Information for Making a Report:
- Name, age and address of student;
- The reason for suspecting that the behaviour or injury is a result of abuse;
- An assessment of the immediate danger to the student;
- A description of the injury or behaviour observed;
- The current whereabouts of the student;
- Any other information about the family;
- Any specific cultural details, e.g. English speaking, disability, etc. Ask that the College be informed of each step of the
Request that if an interview is to take place at the College the visiting police officer is in plain clothes and the time of the interview is specified so that appropriate arrangements for a meeting room can be organized. When the person informs the Well Being Coordinator that he/she is to make/has made a report, a Case Management Group that may consist of the Deputy Principal: Head of Learning and Teaching, the Well Being Coordinator and the Principal will be set up to discuss the matter and to offer support to the student and reporter. If the complainant alleges that a crime has been committed by an employee, volunteer, board member or contractor, that person will be stood aside immediately. The Deputy Principal: Head of Learning and Teaching will conduct an independent investigation into the allegation to the extent that it will not interfere with investigations by DHHS or the police, and will co-operate with the authorities as required.

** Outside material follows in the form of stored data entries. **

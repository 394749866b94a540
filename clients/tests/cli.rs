//! Runs the `respecter` binary end to end.

#![allow(clippy::unwrap_used)]

use std::fs;
use std::path::{Path, PathBuf};
use std::process::{Command, Output};

fn fixture(name: &str) -> PathBuf {
    Path::new(env!("CARGO_MANIFEST_DIR"))
        .join("..")
        .join("extract")
        .join("tests")
        .join("fixtures")
        .join(name)
}

fn respecter(args: &[&str]) -> Output {
    Command::new(env!("CARGO_BIN_EXE_respecter"))
        .args(args)
        .env_remove("RUST_LOG")
        .output()
        .unwrap()
}

fn run(ontology: &str, extra: &[&str]) -> Output {
    let ontology = fixture(ontology);
    let config = fixture("config.yaml");
    let mut args = vec![
        ontology.to_str().unwrap().to_string(),
        "--config".to_string(),
        config.to_str().unwrap().to_string(),
    ];
    args.extend(extra.iter().map(|s| s.to_string()));
    let args: Vec<&str> = args.iter().map(String::as_str).collect();
    respecter(&args)
}

#[test]
fn prints_the_page_to_stdout() {
    let output = run("person.ttl", &[]);
    assert!(output.status.success(), "{}", String::from_utf8_lossy(&output.stderr));
    let html = String::from_utf8(output.stdout).unwrap();
    assert!(html.starts_with("<!DOCTYPE html>"));
    assert!(html.contains("var respecConfig"));
    assert!(html.contains("<title>Test</title>"));
    assert!(html.contains(r#"<a href="http://www.w3.org/2001/XMLSchema#string">xsd:string</a>"#));
}

#[test]
fn writes_the_page_to_output() {
    let dir = tempfile::tempdir().unwrap();
    let out = dir.path().join("site").join("index.html");
    let output = run("person.ttl", &["--output", out.to_str().unwrap()]);
    assert!(output.status.success(), "{}", String::from_utf8_lossy(&output.stderr));
    assert!(output.stdout.is_empty());
    assert!(String::from_utf8_lossy(&output.stderr).contains("Page saved to"));
    assert!(fs::read_to_string(&out).unwrap().contains("<section id=\"Person\">"));
}

#[test]
fn debug_saves_both_queries() {
    let dir = tempfile::tempdir().unwrap();
    let debug_dir = dir.path().join("debug");
    let output = run(
        "person.ttl",
        &["--debug", "--debug-dir", debug_dir.to_str().unwrap()],
    );
    assert!(output.status.success(), "{}", String::from_utf8_lossy(&output.stderr));
    let concepts = fs::read_to_string(debug_dir.join("sparql_query_file.sparql")).unwrap();
    assert!(concepts.contains("SELECT ?domain ?classLabel"));
    let enumerations =
        fs::read_to_string(debug_dir.join("sparql_enumerations_query.sparql")).unwrap();
    assert!(enumerations.contains("rdfs:subClassOf+ <https://example.com/EnumerationType>"));
}

#[test]
fn json_output_carries_the_records() {
    let output = run("enumerations.ttl", &["--format", "json"]);
    assert!(output.status.success(), "{}", String::from_utf8_lossy(&output.stderr));
    let json: serde_json::Value = serde_json::from_slice(&output.stdout).unwrap();
    assert_eq!(json["ontology"]["title"], "Palette");
    let groups = json["enumerations"].as_object().unwrap();
    assert_eq!(groups.len(), 1);
    let members = groups.values().next().unwrap()["Enumerations"].as_array().unwrap();
    assert_eq!(members.len(), 2);
}

#[test]
fn json_output_collapses_numbered_prefixes() {
    let ontology = fixture("schema_range.ttl");
    let output = respecter(&[ontology.to_str().unwrap(), "--format", "json"]);
    assert!(output.status.success(), "{}", String::from_utf8_lossy(&output.stderr));
    let json: serde_json::Value = serde_json::from_slice(&output.stdout).unwrap();
    let range = json["properties"][0]["Range"].as_str().unwrap();
    assert!(range.contains(">schema:Person</a>"), "{range}");
    assert!(!range.contains("schema1:"));
}

#[test]
fn missing_metadata_fails_without_output() {
    let dir = tempfile::tempdir().unwrap();
    let out = dir.path().join("index.html");
    let output = run("no_metadata.ttl", &["--output", out.to_str().unwrap()]);
    assert!(!output.status.success());
    assert!(String::from_utf8_lossy(&output.stderr).contains("no ontology metadata"));
    assert!(!out.exists());
}

#[test]
fn missing_ontology_file_fails() {
    let output = run("does-not-exist.ttl", &[]);
    assert!(!output.status.success());
    assert!(String::from_utf8_lossy(&output.stderr).contains("does-not-exist.ttl"));
}

#[test]
fn invalid_config_fails_before_loading() {
    let dir = tempfile::tempdir().unwrap();
    let config = dir.path().join("config.yaml");
    fs::write(&config, "type: {}\npredicate: {}\nprefix: {}\n").unwrap();
    let ontology = fixture("person.ttl");
    let output = respecter(&[
        ontology.to_str().unwrap(),
        "--config",
        config.to_str().unwrap(),
    ]);
    assert!(!output.status.success());
    assert!(String::from_utf8_lossy(&output.stderr).contains("element `ontology` not found"));
}

#[test]
fn prints_version() {
    let output = respecter(&["--version"]);
    assert!(output.status.success());
    assert!(String::from_utf8_lossy(&output.stdout).starts_with("respecter "));
}
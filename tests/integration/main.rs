//! Integration tests
//!
//! Both suites need PostgreSQL and are ignored by default:
//!
//! - `service_tests` builds a fresh database per test from `DATABASE_URL`:
//!   `DATABASE_URL=postgres://... cargo test -- --ignored service_tests`
//! - `api_tests` talks to a server already listening on `localhost:8080`.

mod service_tests;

If the student is agreeable to be interviewed by DHHS or the police, the Well Being Coordinator or the Deputy Principal: Head of Learning and Teaching should offer to be present at the interview to give support to the student.
Following a report, DHHS may need to contact the Principal about the notification. It would be a matter of courtesy to inform the Principal that a report has been made, or is about to be made.
Following a report, it is important to protect confidentiality and the interests of the child and family at all times.
- DHHS will only interview the student if she is agreeable;
- The family will not be contacted until it is believed there is a case and the student is at risk;
- If the incident which caused the report to be made has occurred in the past – the student may be seen to be no longer at risk and no further action may be taken;
- The identity of the person making a notification will be kept confidential (except when that information is required in a court case) unless that person gives permission for the information to be divulged. Such confidentiality should also be requested by the Well Being Coordinator and any other person who may become aware that a notification is to be, or has been, given;
- Throughout the entire process of observation, discussion and reporting, the interests of the student and their family should be protected from unnecessary disclosure of information concerning abuse;
- Following the making of a report to the DHHS, any investigation that takes place is the responsibility of DHHS.